Que va devenir la division PC?

Au dernier trimestre, la division PC a réalisé un chiffre d’affaires de 9,6 milliards de dollars, en recul de 3% sur un an, et un bénéfice net de 569 millions. Elle est celle qui contribue le plus faiblement au bénéfice opérationnel du groupe. HP se donne 12 à 18 mois pour lui trouver un avenir : en faire une entité indépendante ? Vendre l’activité ? Samsung, mais aussi Lenovo sont cités dans la presse américaine comme de potentiels repreneurs. Lenovo, qui avait déjà racheté les PC d’IBM, est le troisième constructeur mondial de PC. La société chinoise, dont le bénéfice net a doublé au dernier trimestre, deviendrait numéro un mondial s’il rachetait HP, avec environ 30% de parts de marché, devant Dell.

HP sur les traces d’IBM

HP se réoriente vers les services aux entreprises, les logiciels et le cloud computing. C’est le sens du rachat d’Autonomy, société européenne pour laquelle HP a accepté de payer un premium de 79% par rapport à sa valorisation actuelle. Pour comprendre à quel point ce rachat est stratégique pour HP, il faut voir qu’il lui coûte 10,2 milliards de dollars, et que ses liquidités s’élèvent à 12,9 milliards. HP ampute donc considérablement ses reserves. Mais grâce à Autonomy et à l’abandon de sa division PC, qui fournit de faibles marges, HP espère restaurer une forte rentabilité. Autonomy affiche un bénéfice opérationnel de 83%.

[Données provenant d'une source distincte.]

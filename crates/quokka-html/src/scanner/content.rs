//! The content scanner: text, references, tags, comments and declarations.

use super::helpers::{Literal, is_space, reduce_to_content};
use super::special::SpecialElement;
use super::{HtmlScanner, Scan, ScannerState};
use crate::catalog::{self, ElementCode};
use crate::entities;
use crate::error::Result;
use crate::event::{Attribute, ScanEvent, attribute_value};
use crate::messages::MessageKey;

/// Longest reference name scanned after `&`.
const MAX_ENTITY_NAME: usize = 64;

/// A scanned `&...` reference.
pub(super) struct EntityRef {
    /// Text as written, including `&` and any `;`.
    raw: String,
    /// Decoded character, if the reference was valid.
    value: Option<char>,
}

impl EntityRef {
    /// Append the decoded character, or the raw text when it did not decode.
    fn append_to(&self, out: &mut String) {
        match self.value {
            Some(c) => out.push(c),
            None => out.push_str(&self.raw),
        }
    }
}

/// Outcome of scanning one start tag.
enum TagScan {
    /// `<` was not followed by a name; it was emitted as text.
    NotATag,
    /// A start tag; `empty` when it ended with `/>`.
    Tag { name: String, empty: bool },
    /// Input ended inside the tag.
    Eof,
}

/// Outcome of scanning one attribute.
enum AttrScan {
    /// Another attribute may follow.
    More,
    /// The tag is closed.
    Done,
    /// Input ended inside the tag.
    Eof,
}

fn is_entity_char(c: char) -> bool {
    c.is_ascii_alphanumeric() || matches!(c, '-' | '.' | '_' | '#')
}

/// Charset named by a `<meta>` tag, if any.
fn meta_charset(attributes: &[Attribute]) -> Option<String> {
    if let Some(charset) = attribute_value(attributes, "charset") {
        return Some(charset.to_string());
    }
    let http_equiv = attribute_value(attributes, "http-equiv")?;
    if !http_equiv.eq_ignore_ascii_case("content-type") {
        return None;
    }
    let content: String = attribute_value(attributes, "content")?
        .chars()
        .filter(|c| !c.is_whitespace())
        .collect();
    let index = content.to_ascii_lowercase().find("charset=")?;
    content[index + "charset=".len()..]
        .split(';')
        .next()
        .map(str::to_string)
}
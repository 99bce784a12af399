//! Scanner and balancer wired together.
//!
//! [`HtmlParser`] is the usual entry point: it scans a source, balances the
//! events unless `balance_tags` is off, and drives them into any
//! [`EventSink`].
//!
//! ```
//! use quokka_html::{HtmlParser, HtmlWriter};
//!
//! let mut writer = HtmlWriter::new(String::new(), "UTF-8");
//! HtmlParser::default().parse_str("Hello<p>World", &mut writer).unwrap();
//! assert_eq!(
//!     writer.finish().unwrap(),
//!     "<html><head></head><body>Hello<p>World</p></body></html>"
//! );
//! ```

use std::cell::RefCell;
use std::rc::Rc;

use quokka_common::{ErrorReporter, WarnOnceReporter};

use crate::balancer::{BalanceListener, BalancedEvents, TagBalancer};
use crate::config::ParserConfig;
use crate::error::Result;
use crate::event::ScanEvent;
use crate::scanner::{HtmlScanner, InputSource};
use crate::sink::EventSink;

/// Reusable scan-and-balance pipeline.
#[derive(Clone)]
pub struct HtmlParser {
    config: ParserConfig,
    reporter: Rc<dyn ErrorReporter>,
    listener: Option<Rc<RefCell<dyn BalanceListener>>>,
}

impl std::fmt::Debug for HtmlParser {
    fn fmt(&self, f: &mut std::fmt::Formatter<'_>) -> std::fmt::Result {
        f.debug_struct("HtmlParser")
            .field("config", &self.config)
            .field("listener", &self.listener.is_some())
            .finish_non_exhaustive()
    }
}

impl Default for HtmlParser {
    fn default() -> Self {
        Self::new(ParserConfig::default())
    }
}

impl HtmlParser {
    /// Create a parser with `config`. Diagnostics go through the shared
    /// warning facility until another reporter is set.
    #[must_use]
    pub fn new(config: ParserConfig) -> Self {
        Self {
            config,
            reporter: Rc::new(WarnOnceReporter),
            listener: None,
        }
    }

    /// Send diagnostics from both stages to `reporter`.
    #[must_use]
    pub fn with_reporter(mut self, reporter: Rc<dyn ErrorReporter>) -> Self {
        self.reporter = reporter;
        self
    }

    /// Tell `listener` about tags the balancer drops.
    #[must_use]
    pub fn with_listener(mut self, listener: Rc<RefCell<dyn BalanceListener>>) -> Self {
        self.listener = Some(listener);
        self
    }

    /// Settings in effect.
    #[must_use]
    pub const fn config(&self) -> &ParserConfig {
        &self.config
    }

    /// Settings in effect, mutably.
    pub fn config_mut(&mut self) -> &mut ParserConfig {
        &mut self.config
    }

    fn scanner(&self, source: InputSource) -> Result<HtmlScanner> {
        let mut scanner = HtmlScanner::with_reporter(self.config.scanner.clone(), Rc::clone(&self.reporter));
        scanner.set_input_source(source)?;
        Ok(scanner)
    }

    /// Parse `source` into `sink`.
    ///
    /// # Errors
    ///
    /// Fails when the source cannot be read or names an encoding that is not
    /// supported. Malformed markup never fails.
    pub fn parse<S: EventSink + ?Sized>(&self, source: InputSource, sink: &mut S) -> Result<()> {
        let mut scanner = self.scanner(source)?;
        if !self.config.balance_tags {
            return scanner.scan_document(sink);
        }
        let mut balancer = TagBalancer::with_reporter(self.config.balancer.clone(), Rc::clone(&self.reporter), sink);
        if let Some(listener) = &self.listener {
            balancer.set_listener(Box::new(Rc::clone(listener)));
        }
        scanner.scan_document(&mut balancer)
    }

    /// Parse already decoded text.
    ///
    /// # Errors
    ///
    /// See [`HtmlParser::parse`].
    pub fn parse_str<S: EventSink + ?Sized>(&self, html: &str, sink: &mut S) -> Result<()> {
        self.parse(InputSource::from_text(html), sink)
    }

    /// Parse raw bytes, detecting their encoding.
    ///
    /// # Errors
    ///
    /// See [`HtmlParser::parse`].
    pub fn parse_bytes<S: EventSink + ?Sized>(&self, bytes: &[u8], sink: &mut S) -> Result<()> {
        self.parse(InputSource::from_bytes(bytes), sink)
    }

    /// Parse a fragment that will live inside `context` (outermost first).
    ///
    /// No HTML, HEAD or BODY is inserted, and nothing in `context` is closed.
    ///
    /// # Errors
    ///
    /// See [`HtmlParser::parse`].
    pub fn parse_fragment<S: EventSink + ?Sized>(
        &self,
        source: InputSource,
        context: &[&str],
        sink: &mut S,
    ) -> Result<()> {
        let mut fragment = self.clone();
        fragment.config.balance_tags = true;
        fragment.config.balancer.document_fragment = true;
        fragment.config.balancer.fragment_context = context.iter().map(ToString::to_string).collect();
        fragment.parse(source, sink)
    }

    /// Events of `source` as an iterator, balanced unless `balance_tags` is
    /// off.
    ///
    /// # Errors
    ///
    /// Fails when the source's declared encoding is not supported. Read
    /// errors surface as items.
    pub fn events(&self, source: InputSource) -> Result<Box<dyn Iterator<Item = Result<ScanEvent>>>> {
        let scanner = self.scanner(source)?;
        if !self.config.balance_tags {
            return Ok(Box::new(scanner));
        }
        let mut events = BalancedEvents::new(scanner, self.config.balancer.clone(), Rc::clone(&self.reporter));
        if let Some(listener) = &self.listener {
            events.set_listener(Box::new(Rc::clone(listener)));
        }
        Ok(Box::new(events))
    }
}

#[cfg(test)]
mod tests {
    use super::*;
    use crate::sink::EventCollector;

    #[test]
    fn test_unbalanced_pipeline_keeps_scanner_output() {
        let config = ParserConfig {
            balance_tags: false,
            ..ParserConfig::default()
        };
        let mut collector = EventCollector::new();
        HtmlParser::new(config).parse_str("<b>x", &mut collector).unwrap();
        let names: Vec<_> = collector.events().iter().filter_map(|event| event.element_name()).collect();
        assert_eq!(names, ["b"]);
    }

    #[test]
    fn test_events_match_sink_output() {
        let parser = HtmlParser::default();
        let mut collector = EventCollector::new();
        parser.parse_str("<ul><li>one<li>two</ul>", &mut collector).unwrap();
        let pulled: Vec<_> = parser
            .events(InputSource::from_text("<ul><li>one<li>two</ul>"))
            .unwrap()
            .collect::<Result<_>>()
            .unwrap();
        assert_eq!(pulled, collector.into_events());
    }
}
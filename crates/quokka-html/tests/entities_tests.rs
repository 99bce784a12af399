//! Integration tests for the entity table.

use quokka_html::entities;

#[test]
fn test_decode_is_case_sensitive() {
    assert_eq!(entities::decode("eacute"), Some('\u{e9}'));
    assert_eq!(entities::decode("Eacute"), Some('\u{c9}'));
    assert_eq!(entities::decode("nbsp"), Some('\u{a0}'));
    assert_eq!(entities::decode("AMP"), None);
    assert_eq!(entities::decode(""), None);
}

#[test]
fn test_encode_reverses_decode() {
    for (name, c) in entities::iter() {
        let encoded = entities::encode(c).expect("every tabled char has a name");
        assert_eq!(entities::decode(encoded), Some(c), "{name}");
    }
    assert_eq!(entities::encode('&'), Some("amp"));
    assert_eq!(entities::encode('<'), Some("lt"));
    assert_eq!(entities::encode('a'), None);
}

#[test]
fn test_table_size() {
    assert!(entities::iter().count() > 250);
}

#[test]
fn test_xml_builtins() {
    for name in ["amp", "lt", "gt", "quot", "apos"] {
        assert!(entities::is_xml_builtin(name), "{name}");
        assert!(entities::decode(name).is_some(), "{name}");
    }
    assert!(!entities::is_xml_builtin("nbsp"));
    assert!(!entities::is_xml_builtin("Amp"));
}

#[test]
fn test_windows_1252_remap() {
    assert_eq!(entities::windows_1252_remap(130), Some('\u{201a}'));
    assert_eq!(entities::windows_1252_remap(150), Some('\u{2013}'));
    assert_eq!(entities::windows_1252_remap(0x99), Some('\u{2122}'));
    assert_eq!(entities::windows_1252_remap(0x81), None);
    assert_eq!(entities::windows_1252_remap(0x41), None);
}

En se tournant vers les enterprises, HP reproduit le revirement d’IBM, qui avait vendu ses activités PC à Lenovo en 2005. Aujourd’hui, HP nomme à la tête de sa division Entreprises John Visentin, un ancient d’IBM. Léo Apotheker, qui a fait carrière dans le logiciel professionnel chez SAP, aura réussi à imprimer sa marque. Il renoue aussi, comme le rappelle Bloomberg, avec la philosophie des fondateurs de HP. Le fils de William Hewlett était contre l’acquisition de Compaq en 2002. Dans les années 70, David Packard n’avait pas saisi la proposition d’un de ses employés, Steve Wozniak, qui lui proposait son invention. Ce dernier transformera plus tard l’essai… chez Apple.